• **Exercise brief**:
This exercise asks for every line of the material that includes the word "super".
********************
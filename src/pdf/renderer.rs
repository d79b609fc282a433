//! PDF page rendering using MuPDF

use std::path::{Path, PathBuf};

use mupdf::{Colorspace, Document, Matrix};
use thiserror::Error;

use super::types::PageBitmap;

/// Rasterization errors. All of these are fatal for the batch run.
#[derive(Debug, Error)]
pub enum PdfRenderError {
    #[error("Failed to load PDF: {0}")]
    Load(String),
    #[error("Page {0} out of range (document has {1} pages)")]
    PageOutOfRange(usize, usize),
    #[error("Image encoding error: {0}")]
    ImageEncoding(String),
    #[error("MuPDF error: {0}")]
    MuPdf(String),
}

impl From<mupdf::Error> for PdfRenderError {
    fn from(e: mupdf::Error) -> Self {
        PdfRenderError::MuPdf(e.to_string())
    }
}

/// Renders pages of one PDF file.
///
/// MuPDF's `fz_context` is not thread-safe, so a fresh document is opened per
/// operation; the pipeline is strictly sequential and only ever renders one
/// page at a time.
pub struct PdfRenderer {
    path: PathBuf,
    page_count: usize,
}

impl PdfRenderer {
    /// Open a PDF file, validating that MuPDF can parse it.
    pub fn open<P: AsRef<Path>>(path: P) -> Result<Self, PdfRenderError> {
        let path_buf = path.as_ref().to_path_buf();
        let path_str = path_buf.to_string_lossy();

        let doc = Document::open(path_str.as_ref())
            .map_err(|e| PdfRenderError::Load(format!("{}: {}", path_buf.display(), e)))?;
        let page_count = doc.page_count()? as usize;

        Ok(Self {
            path: path_buf,
            page_count,
        })
    }

    /// Number of pages in the document.
    pub fn page_count(&self) -> usize {
        self.page_count
    }

    /// Get a fresh document instance for the current operation.
    fn open_document(&self) -> Result<Document, PdfRenderError> {
        let path_str = self.path.to_string_lossy();
        Document::open(path_str.as_ref()).map_err(Into::into)
    }

    /// Render a page (0-based index) to a PNG bitmap at the given zoom
    /// factor (1.0 = 72 DPI).
    pub fn render_page(&self, page_index: usize, zoom: f32) -> Result<PageBitmap, PdfRenderError> {
        if page_index >= self.page_count {
            return Err(PdfRenderError::PageOutOfRange(page_index, self.page_count));
        }

        let doc = self.open_document()?;
        let page = doc.load_page(page_index as i32)?;

        let matrix = Matrix::new_scale(zoom, zoom);
        let colorspace = Colorspace::device_rgb();
        let pixmap = page.to_pixmap(&matrix, &colorspace, true, false)?;

        let width = pixmap.width() as u32;
        let height = pixmap.height() as u32;
        let png = encode_png(&pixmap, width, height)?;

        Ok(PageBitmap { png, width, height })
    }
}

/// Encode a pixmap's samples as PNG bytes.
fn encode_png(
    pixmap: &mupdf::Pixmap,
    width: u32,
    height: u32,
) -> Result<Vec<u8>, PdfRenderError> {
    let samples = pixmap.samples();
    let n = pixmap.n() as usize; // components per pixel

    let mut rgba_buffer = Vec::with_capacity((width * height * 4) as usize);
    for y in 0..height as usize {
        for x in 0..width as usize {
            let offset = (y * width as usize + x) * n;
            let r = samples.get(offset).copied().unwrap_or(0);
            let g = samples.get(offset + 1).copied().unwrap_or(0);
            let b = samples.get(offset + 2).copied().unwrap_or(0);
            let a = if n >= 4 {
                samples.get(offset + 3).copied().unwrap_or(255)
            } else {
                255
            };
            rgba_buffer.extend_from_slice(&[r, g, b, a]);
        }
    }

    let img = image::RgbaImage::from_raw(width, height, rgba_buffer)
        .ok_or_else(|| PdfRenderError::ImageEncoding("pixel buffer size mismatch".to_string()))?;

    let mut output = Vec::new();
    image::DynamicImage::ImageRgba8(img)
        .write_to(
            &mut std::io::Cursor::new(&mut output),
            image::ImageFormat::Png,
        )
        .map_err(|e| PdfRenderError::ImageEncoding(e.to_string()))?;

    Ok(output)
}

#[cfg(test)]
mod tests {
    use super::*;

    #[test]
    fn open_missing_file_fails() {
        let result = PdfRenderer::open("does-not-exist.pdf");
        assert!(matches!(result, Err(PdfRenderError::Load(_))));
    }
}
********************
• **Answer section**:
use super::types::PageBitmap;
    use super::*;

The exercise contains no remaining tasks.